A gavel cracks down. (Airman 1st Class Aspen Reid/U.S. Air Force)

A former medical student from the Middletown area has pleaded guilty to buying bulk quantities of fentanyl analogs and selling them using the “Dark Web,” including drugs that led to the overdose death of a Washington State teenager.

As part of the plea deal, Chukwuemeka Okparaeke will forfeit 680 Bitcoin, the equivalent of $7,298,000, which he previously surrendered to the U.S. Postal Inspection Service.

Okparaeke, 31, was a medical student at Touro College of Osteopathic Medicine in Middletown before his arrest in early 2017 on federal drug trafficking charges.
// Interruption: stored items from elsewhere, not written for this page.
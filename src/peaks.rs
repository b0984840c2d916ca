//! Peak detection on a transmission signal.
//!
//! Absorption bands show up as local transmission minima. A candidate
//! minimum is kept when its topographic prominence (computed on the negated
//! signal, so dips become peaks) reaches the threshold; survivors closer
//! together than the minimum distance are thinned deepest-first.

use crate::models::PeakMarker;
use crate::spectrum::Spectrum;

/// Candidate local minima, ascending by index. A sample qualifies when it is
/// strictly below its left neighbor and no higher than its right neighbor,
/// which makes the leftmost sample of a flat minimum run the representative.
/// NaN never satisfies either comparison and is never selected.
fn local_minima(y: &[f64]) -> Vec<usize> {
    let mut minima = Vec::new();
    if y.len() < 3 {
        return minima;
    }
    for i in 1..y.len() - 1 {
        if y[i] < y[i - 1] && y[i] <= y[i + 1] {
            minima.push(i);
        }
    }
    minima
}

/// Topographic prominence of the minimum at `i`, expressed in transmission
/// units. Scan outward on each side until a strictly deeper sample (or the
/// border) is reached, tracking the highest value seen; the prominence is
/// the smaller of the two rises above the minimum.
fn prominence_at(y: &[f64], i: usize) -> f64 {
    let base = y[i];

    let mut left_max = base;
    let mut j = i;
    while j > 0 {
        j -= 1;
        if y[j] < base {
            break;
        }
        if y[j] > left_max {
            left_max = y[j];
        }
    }

    let mut right_max = base;
    let mut j = i;
    while j + 1 < y.len() {
        j += 1;
        if y[j] < base {
            break;
        }
        if y[j] > right_max {
            right_max = y[j];
        }
    }

    (left_max - base).min(right_max - base)
}

/// Thin candidates so that no two retained peaks are closer than
/// `min_distance` samples. Deeper minima win; on exactly equal depth the
/// lower index wins. A suppressed candidate cannot suppress others.
fn enforce_distance(y: &[f64], candidates: &[usize], min_distance: usize) -> Vec<usize> {
    let mut order: Vec<usize> = (0..candidates.len()).collect();
    order.sort_by(|&a, &b| {
        y[candidates[a]]
            .partial_cmp(&y[candidates[b]])
            .unwrap_or(std::cmp::Ordering::Equal)
            .then(candidates[a].cmp(&candidates[b]))
    });

    let mut keep = vec![true; candidates.len()];
    for &k in &order {
        if !keep[k] {
            continue;
        }
        for (j, &other) in candidates.iter().enumerate() {
            if j != k && keep[j] && other.abs_diff(candidates[k]) < min_distance {
                keep[j] = false;
            }
        }
    }

    candidates
        .iter()
        .zip(&keep)
        .filter(|&(_, &kept)| kept)
        .map(|(&index, _)| index)
        .collect()
}

/// Detect absorption-band minima in a transmission signal.
///
/// Returns sample indices sorted ascending. Fewer than 3 samples yield an
/// empty set (a local minimum needs two neighbors). Pure function of the
/// signal and parameters.
pub fn detect_peaks(transmission: &[f64], prominence: f64, min_distance: usize) -> Vec<usize> {
    let min_distance = min_distance.max(1);
    let candidates: Vec<usize> = local_minima(transmission)
        .into_iter()
        .filter(|&i| prominence_at(transmission, i) >= prominence)
        .collect();

    if min_distance == 1 {
        return candidates;
    }

    let mut peaks = enforce_distance(transmission, &candidates, min_distance);
    peaks.sort_unstable();
    peaks
}

/// Rounded peak wavenumbers, sorted descending. Rounding is half away from
/// zero; duplicates after rounding are kept, matching the summary and chart
/// labels.
pub fn rounded_peaks(spectrum: &Spectrum, peaks: &[usize]) -> Vec<i64> {
    let mut rounded: Vec<i64> = peaks
        .iter()
        .map(|&i| spectrum.wavenumber[i].round() as i64)
        .collect();
    rounded.sort_unstable_by(|a, b| b.cmp(a));
    rounded
}

/// Annotation layout for the chart: one marker per peak in ascending index
/// order, carrying the coordinates for the stick and its rotated label.
pub fn peak_markers(spectrum: &Spectrum, peaks: &[usize]) -> Vec<PeakMarker> {
    peaks
        .iter()
        .map(|&i| PeakMarker {
            wavenumber: spectrum.wavenumber[i],
            transmission: spectrum.transmission[i],
            index: i,
        })
        .collect()
}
On Thursday, he pleaded guilty in U.S. District Court in White Plains to one count of distributing U-47700; one count of importing 100 grams and more of acryl fentanyl; and one count of making false statements in a matter within the executive branch of the government of the United States (USPIS).
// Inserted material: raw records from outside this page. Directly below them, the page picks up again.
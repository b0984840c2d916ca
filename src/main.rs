use std::path::{Path, PathBuf};

use anyhow::{Context, Result};
use clap::Parser;

use irpeak::batch::{self, Overrides};
use irpeak::chart;
use irpeak::format;
use irpeak::models::{DetectionParams, DEFAULT_DISTANCE, DEFAULT_PROMINENCE};
use irpeak::peaks;
use irpeak::spectrum;

#[derive(Parser)]
#[command(name = "irpeak", about = "Peak detection and annotation for IR transmission spectra")]
struct Cli {
    /// CSV spectrum file, or a directory of CSV spectra to batch-process
    path: PathBuf,

    /// Output directory for charts and the batch summary
    #[arg(short, long, default_value = "IR_Output")]
    out: PathBuf,

    /// Minimum topographic prominence for a dip to count as a peak
    #[arg(long, default_value_t = DEFAULT_PROMINENCE)]
    prominence: f64,

    /// Minimum sample distance between retained peaks
    #[arg(long, default_value_t = DEFAULT_DISTANCE)]
    distance: usize,

    /// JSON file with per-filename parameter overrides (batch mode)
    #[arg(long)]
    settings: Option<PathBuf>,

    /// Emit JSON: print it in single-file mode, write peak_summary.json in batch mode
    #[arg(long)]
    json: bool,
}

fn run_single_file(path: &Path, params: DetectionParams, out_dir: &Path, json: bool) -> Result<()> {
    let spectrum = spectrum::load_spectrum(path)?;
    let peak_set = peaks::detect_peaks(&spectrum.transmission, params.prominence, params.distance);
    let markers = peaks::peak_markers(&spectrum, &peak_set);

    let report = irpeak::models::FileReport {
        filename: path
            .file_name()
            .and_then(|name| name.to_str())
            .unwrap_or("unknown")
            .to_string(),
        params,
        peak_count: peak_set.len(),
        peaks: peaks::rounded_peaks(&spectrum, &peak_set),
    };

    std::fs::create_dir_all(out_dir)
        .with_context(|| format!("Failed to create output directory: {}", out_dir.display()))?;
    let stem = path
        .file_stem()
        .and_then(|stem| stem.to_str())
        .unwrap_or("spectrum");
    let chart_path = out_dir.join(format!("{stem}.png"));
    chart::render_chart(&spectrum, &markers, stem, &chart_path)?;
    eprintln!("Chart written to {}", chart_path.display());

    if json {
        println!("{}", format::format_json_report(&report));
    } else {
        println!("{}", format::format_report(&report));
    }

    Ok(())
}

fn run_batch_dir(
    path: &Path,
    out_dir: &Path,
    defaults: DetectionParams,
    overrides: &Overrides,
    json: bool,
) -> Result<()> {
    let summary = batch::run_batch(path, out_dir, defaults, overrides)?;

    if summary.records.is_empty() {
        eprintln!("No CSV files found in '{}'", path.display());
        return Ok(());
    }

    batch::save_summary(out_dir, &format::format_summary(&summary))?;
    if json {
        batch::save_summary_json(out_dir, &summary)?;
    }

    // Per-file failures live in the summary content; the batch itself
    // exits zero once the summary is written.
    eprintln!(
        "Done: {} succeeded, {} failed (out of {} total)",
        summary.succeeded,
        summary.failed,
        summary.records.len(),
    );
    eprintln!(
        "Summary written to {}",
        out_dir.join(batch::SUMMARY_FILENAME).display()
    );

    Ok(())
}

fn main() -> Result<()> {
    let cli = Cli::parse();

    if cli.prominence < 0.0 {
        anyhow::bail!("--prominence must be >= 0");
    }
    if cli.distance < 1 {
        anyhow::bail!("--distance must be at least 1");
    }

    let defaults = DetectionParams {
        prominence: cli.prominence,
        distance: cli.distance,
    };

    let overrides = match &cli.settings {
        Some(path) => batch::load_overrides(path)?,
        None => Overrides::new(),
    };

    if cli.path.is_file() {
        return run_single_file(&cli.path, defaults, &cli.out, cli.json);
    }

    if cli.path.is_dir() {
        return run_batch_dir(&cli.path, &cli.out, defaults, &overrides, cli.json);
    }

    anyhow::bail!("Path '{}' is not a file or directory", cli.path.display());
}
Federal prosecutors said Okparaeke admitted that in November 2016 he sold U-47700 to an 18-year-old Vancouver, Washington, man who died from an overdose after using the product; and that his offenses involved just over nine kilograms of acryl fentanyl, just under seven kilograms of U-47700, a little over one kilogram of furanyl fentanyl, and 12 grams of 4-ANPP. All of the drugs are synthetic opioids.
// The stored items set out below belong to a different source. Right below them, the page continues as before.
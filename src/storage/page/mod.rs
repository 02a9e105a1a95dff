//! Page types and layout.
//!
//! This module contains:
//! - [`Page`] - The raw 4KB data container
//! - [`PageHeader`] - Metadata at the start of every page
//! - [`PageType`] - Discriminator for different page formats

#[allow(clippy::module_inception)]
mod page;
mod page_header;

pub use page::Page;
pub use page_header::{PageHeader, PageType};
Prosecutors said that from at least July 2016 through March 2017, Okparaeke used the “Dark Web” AlphaBay Market, which allows users to mask their identities and remain anonymous, to import synthetic opioids from China and Hong Kong, and then sold the drugs under the vendor name Fentmaster. He took payment in Bitcoin, amassing more than $7 million in the digital currency from more than 7,000 transactions, prosecutors said.

“This case represents the tragic impact of fentanyl and other illicit narcotics in this country,” said Postal Inspector in Charge Phillip R. Bartlett. “Mr. Okparaeke used the anonymity of the darknet to peddle his narcotics believing he would be shielded from arrest and prosecution.”

Among the mistakes prosecutors say Okparaeke made: He posted a fictionalized account of his operation on reddit, and commented on strategies for avoiding law enforcement or prosecution.

USPIS got involved when staff at the Middletown Post Office noticed suspicious behavior by Okparaeke, including seeing him wearing “latex-dipped gloves” as he put large numbers of envelopes in the outdoor mail collection boxes. Federal Homeland Security Investigations joined in the case. Middletown police assisted. The probe also involved the Virginia State Attorney General and Vancouver, Washington, police.

In January 2017, USPIS, HSI and U.S. Customs and Border Patrol intercepted two packages of kilogram-weight fentanyl analogs mailed from Hong Kong to Okparaeke. In March 2017, law enforcement officials raided a property Okparaeke maintained in Kearny, New Jersey, seizing more than 10 kilograms of U-47700, acryl fentanyl, and furanyl fentanyl, some 4-ANPP and 82 mailing envelopes containing smaller amounts of drugs packaged to go to customers.

On Sept. 15, prosecutors said, Okparaeke falsely claimed that his Bitcoins had been stolen by hackers. He ultimately surrendered them to the USPIS.

Okparaeke remains in custody. Sentencing has been set for Dec. 17. Federal sentencing is determined by the charge as well as the nature of an offense and the defendant’s history. The most serious charge Okparaeke pleaded guilty to, the acryl fentanyl charge, carries a mandatory minimum of 10 years in prison and a maximum of life.